Only lines containing "Resolves" belong in the answer, each copied from the entries below.

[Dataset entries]

•••••

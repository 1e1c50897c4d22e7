use crate::{AbsolutePath, Dialect, Drive, Path, RelativePath, Result};

/// Combines a base [`AbsolutePath`] with another path into a new absolute path.
///
/// Resolution never normalizes; call `normalize` on the result when canonical form is needed.
/// Like [`Normalizer`](crate::Normalizer) the resolver is stateless.
///
/// # Examples
///
/// ```
/// use atom_path::{PathError, Resolver, WindowsAbsolutePath, WindowsPath};
///
/// let base = WindowsAbsolutePath::parse("C:/foo/bar").unwrap();
///
/// let path = WindowsPath::parse("baz").unwrap();
/// assert_eq!(Resolver.resolve(&base, &path).unwrap().to_string(), "C:/foo/bar/baz");
///
/// // Anchored paths keep only the drive of the base
/// let path = WindowsPath::parse(r"\baz\qux").unwrap();
/// assert_eq!(Resolver.resolve(&base, &path).unwrap().to_string(), "C:/baz/qux");
///
/// let path = WindowsPath::parse("D:baz").unwrap();
/// assert!(matches!(
///     Resolver.resolve(&base, &path),
///     Err(PathError::DriveMismatch { .. })
/// ));
/// ```
#[derive(Copy, Clone, Debug, Default, PartialEq, Eq)]
pub struct Resolver;

impl Resolver {
    /// Resolves `path` against `base`.
    ///
    /// # Errors
    ///
    /// Fails with [`PathError::DriveMismatch`](crate::PathError::DriveMismatch) if `path` is
    /// relative and names a drive other than `base`'s.
    pub fn resolve<D: Dialect>(
        &self,
        base: &AbsolutePath<D>,
        path: &Path<D>,
    ) -> Result<AbsolutePath<D>> {
        let resolved = match path {
            Path::Absolute(path) => self.resolve_absolute(base, path),
            Path::Relative(path) => self.resolve_relative(base, path)?,
        };

        log::trace!("resolved {path} against {base} into {resolved}");
        Ok(resolved)
    }

    /// Resolves an absolute path against `base`.
    ///
    /// An explicit drive on `path` always wins. A driveless `path` takes `base`'s drive, which is
    /// a no-op outside of Windows.
    pub fn resolve_absolute<D: Dialect>(
        &self,
        base: &AbsolutePath<D>,
        path: &AbsolutePath<D>,
    ) -> AbsolutePath<D> {
        match path.drive() {
            Some(_) => path.clone(),
            None => AbsolutePath::new_unchecked(
                base.drive(),
                path.atoms().to_vec(),
                path.has_trailing_separator(),
            ),
        }
    }

    /// Resolves a relative path against `base`.
    ///
    /// An anchored `path` discards `base`'s atoms and keeps only its drive. Otherwise the atoms
    /// of `path` are appended to those of `base`. The trailing separator always comes from
    /// `path` and the drive always comes from `base`.
    ///
    /// # Errors
    ///
    /// Fails with [`PathError::DriveMismatch`](crate::PathError::DriveMismatch), before any atoms
    /// are combined, if `path` names a drive that does not match `base`'s.
    pub fn resolve_relative<D: Dialect>(
        &self,
        base: &AbsolutePath<D>,
        path: &RelativePath<D>,
    ) -> Result<AbsolutePath<D>> {
        Drive::check_compatible(base.drive(), path.drive())?;

        let atoms = if path.is_anchored() {
            path.atoms().to_vec()
        } else {
            let mut atoms = Vec::with_capacity(base.atoms().len() + path.atoms().len());
            atoms.extend_from_slice(base.atoms());
            atoms.extend_from_slice(path.atoms());
            atoms
        };

        Ok(AbsolutePath::new_unchecked(
            base.drive(),
            atoms,
            path.has_trailing_separator(),
        ))
    }
}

•••••

● **EXERCISE RESULT**:
    /// Resolves `path` against `base`.
    /// Resolves an absolute path against `base`.
    /// Resolves a relative path against `base`.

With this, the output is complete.